The running time analysis of the algorithm can be improved to $O(VE)$. The first loop takes time $O(V^2)$. The number of pairs $(v,u)$ in the second loop is the number of edges $E$, and for each pair $(v,u)$, the maximal number of $w$s is $V$. So the second loop runs in time $O(VE)$.

Answer 2

This answer summarizes some of the comments. The well-known Floyd–Warshall algorithm runs in time $O(V^3)$, and there is a matrix multiplication based algorithm running in time $O(V^\omega)$, which is however not so useful in practice.

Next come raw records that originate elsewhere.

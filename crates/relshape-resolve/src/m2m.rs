//! Many-to-many resolution.

use relshape_core::{Collection, Field, Relation, SchemaCatalog};
use serde::{Deserialize, Serialize};

use crate::config::AmbiguityPolicy;
use crate::matcher::{junction_parts, match_relation_pair};

/// A resolved many-to-many relationship.
///
/// Catalog-derived members are `None` when the catalog does not (currently)
/// know the referenced collection or field.
#[derive(Debug, Clone, PartialEq, Serialize, Deserialize)]
pub struct RelationM2M {
    /// Owning edge: junction -> related collection.
    pub relation: Relation,
    pub related_collection: Option<Collection>,
    pub related_primary_key_field: Option<Field>,
    pub junction_collection: Option<Collection>,
    pub junction_primary_key_field: Option<Field>,
    pub junction_fields: Vec<Field>,
    /// Junction edge: junction -> queried collection.
    pub junction: Relation,
    /// Junction field holding manual sort order. Read from the owning edge's
    /// `meta.sort_field`, falling back to the junction edge's when the owning
    /// edge has none. Never inferred from field names.
    pub sort_field: Option<String>,
}

impl RelationM2M {
    /// Name of the junction collection, known even if the catalog lacks it.
    pub fn junction_collection_name(&self) -> &str {
        &self.junction.collection
    }

    /// Name of the related collection as stored on the owning edge.
    pub fn related_collection_name(&self) -> Option<&str> {
        self.relation.related_collection.as_deref()
    }

    /// Junction field pointing at the queried collection.
    pub fn junction_field(&self) -> &str {
        &self.junction.field
    }

    /// Junction field pointing at the related collection.
    pub fn related_field(&self) -> &str {
        &self.relation.field
    }
}

/// Resolve `collection.field` as a many-to-many field.
pub fn resolve_m2m<S: SchemaCatalog + ?Sized>(
    source: &S,
    collection: &str,
    field: &str,
) -> Option<RelationM2M> {
    resolve_m2m_with(source, collection, field, AmbiguityPolicy::default())
}

/// Resolve `collection.field` as a many-to-many field with an explicit ambiguity policy.
#[tracing::instrument(level = "debug", skip(source))]
pub fn resolve_m2m_with<S: SchemaCatalog + ?Sized>(
    source: &S,
    collection: &str,
    field: &str,
    policy: AmbiguityPolicy,
) -> Option<RelationM2M> {
    let relations = source.relations_for_field(collection, field);
    let Some(pair) = match_relation_pair(&relations, collection, field, policy) else {
        tracing::debug!("Not a many-to-many field");
        return None;
    };

    let related = pair.relation.related_collection.as_deref();
    let (related_collection, related_primary_key_field) = match related {
        Some(name) => {
            let c = source.collection(name);
            if c.is_none() {
                tracing::warn!(collection = %name, "Related collection missing from catalog");
            }
            (c, source.primary_key_field(name))
        }
        None => (None, None),
    };

    let junction = junction_parts(source, pair.junction_collection());
    let resolved = RelationM2M {
        relation: pair.relation.clone(),
        related_collection,
        related_primary_key_field,
        junction_collection: junction.collection,
        junction_primary_key_field: junction.primary_key_field,
        junction_fields: junction.fields,
        junction: pair.junction.clone(),
        sort_field: pair.sort_field(),
    };

    tracing::debug!(
        junction = %resolved.junction_collection_name(),
        related = ?resolved.related_collection_name(),
        "Resolved many-to-many"
    );
    Some(resolved)
}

The following algorithm runs in time $O(V(V+E))$. Starting at each vertex $v$, run a DFS/BFS from $v$ to find all nodes reachable from $v$. This is not quite $O(VE)$, but given that the output size $V^2$, the $V^2$ term in the running time is unavoidable.

What if we don't want to output the entire matrix, but only the non-zero entries? In this case we can modify this algorithm to run in time $O(VE)$. First we use DFS/BFS to find all the connected components. Let $V_i,E_i$ be the number of vertices and edges in the $i$th component, and note that $E_i \geq V_i-1$. We run the previous algorithm on each connected component, thus achieving a running time of $O(\sum_i V_i(V_i+E_i)) = O(\sum_i V_iE_i)$. Using $V_i \leq V$ and $\sum_i E_i = E$, we see that the overall running time is $O(VE)$ (in addition to $O(V+E)$ for the initial BFS/DFS).

In fact, this modification isn't really needed. The running time of BFS/DFS in component $i$ is $O(V_i+E_i) = O(E_i)$, and so the running time of the original algorithm is in fact only $O(\sum_i V_i E_i) = O(VE)$, given that we don't output the entire matrix but only the non-zero entries.